The Rwanda National Aids Control Commission (CNLS) has warned that not enough is being done to protect children from the threat posed by HIV/Aids.

An estimated 2.3 million children below the age of 15 were living with HIV in 2007 - nearly 90 per cent of whom reside in sub-Saharan Africa, the region of the world most afflicted by the pandemic.

The vast majority of such HIV cases arise from mother-to-child transmission (MTCT) during childbirth or breastfeeding - prompting despair among aid agencies given that the mode of infection is largely preventable.

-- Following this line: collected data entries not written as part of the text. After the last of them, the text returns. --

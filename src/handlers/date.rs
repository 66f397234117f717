//! `date` handler: deterministic date/time transforms.

use async_trait::async_trait;
use chrono::{DateTime, Duration as ChronoDuration, Utc};
use serde_json::Value;

use crate::context::WorkflowContext;
use crate::error::{WorkflowError, WorkflowResult};
use crate::handlers::{bind_value_key, operations_of};
use crate::model::Block;
use crate::registry::{BlockHandler, BlockResult};
use crate::resolver::resolve_value;

pub struct DateHandler;

fn parse(input: &Value) -> WorkflowResult<DateTime<Utc>> {
    match input {
        Value::String(s) => DateTime::parse_from_rfc3339(s)
            .map(|d| d.with_timezone(&Utc))
            .map_err(|e| WorkflowError::Validation(format!("invalid date: {e}"))),
        Value::Null => Ok(Utc::now()),
        _ => Err(WorkflowError::Validation("date input must be an ISO-8601 string".to_string())),
    }
}

fn apply_op(op: &Value, ctx: &WorkflowContext, current: DateTime<Utc>) -> WorkflowResult<DateTime<Utc>> {
    let kind = op.get("op").and_then(|v| v.as_str()).unwrap_or("add");
    let amount = op.get("amount").and_then(|v| v.as_i64()).unwrap_or(0);
    let unit = op.get("unit").and_then(|v| v.as_str()).unwrap_or("days");
    let delta = match unit {
        "seconds" => ChronoDuration::seconds(amount),
        "minutes" => ChronoDuration::minutes(amount),
        "hours" => ChronoDuration::hours(amount),
        "days" => ChronoDuration::days(amount),
        other => return Err(WorkflowError::Validation(format!("unknown date unit: {other}"))),
    };
    Ok(match kind {
        "add" => current + delta,
        "subtract" => current - delta,
        "set" => parse(&op.get("value").map(|v| resolve_value(v, ctx)).unwrap_or(Value::Null))?,
        other => return Err(WorkflowError::Validation(format!("unknown date operation: {other}"))),
    })
}

#[async_trait]
impl BlockHandler for DateHandler {
    async fn execute(&self, block: &Block, ctx: &mut WorkflowContext) -> WorkflowResult<BlockResult> {
        let ops = operations_of(block, "date");
        let input = block.logic.get("date_input").map(|v| resolve_value(v, ctx)).unwrap_or(Value::Null);
        let mut current = parse(&input)?;
        for op in &ops {
            current = apply_op(op, ctx, current)?;
        }
        let mut result = BlockResult::default();
        if let Some(bind) = bind_value_key(block, "date") {
            result = result.with_state(bind, Value::String(current.to_rfc3339()));
        }
        Ok(result)
    }
}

Recent research has shown that comprehensive antiretroviral programmes centring on both mother and child can slash the MTCT rate from around 30 per cent to below one per cent.

However, while such protective measures are considered the norm in most western societies, in countries such as Rwanda thousands of newborns still contract the virus every year.

"If we don't focus on children we are going to lose the battle against HIV/Aids because these children will be the driving force of the epidemic in the next generation," Dr Agnes Binagwaho, executive secretary of the CNLS, told Rwanda's New Times.

"Let's put children at the centre of our intervention programmes, otherwise they won't forgive us. Children are still neglected today the same way Aids was neglected seven years ago."

Citing one such step in her country, she noted that a decentralised paediatric-HIV care and treatment programme in the capital Kigali is currently looking after some 500 vulnerable children.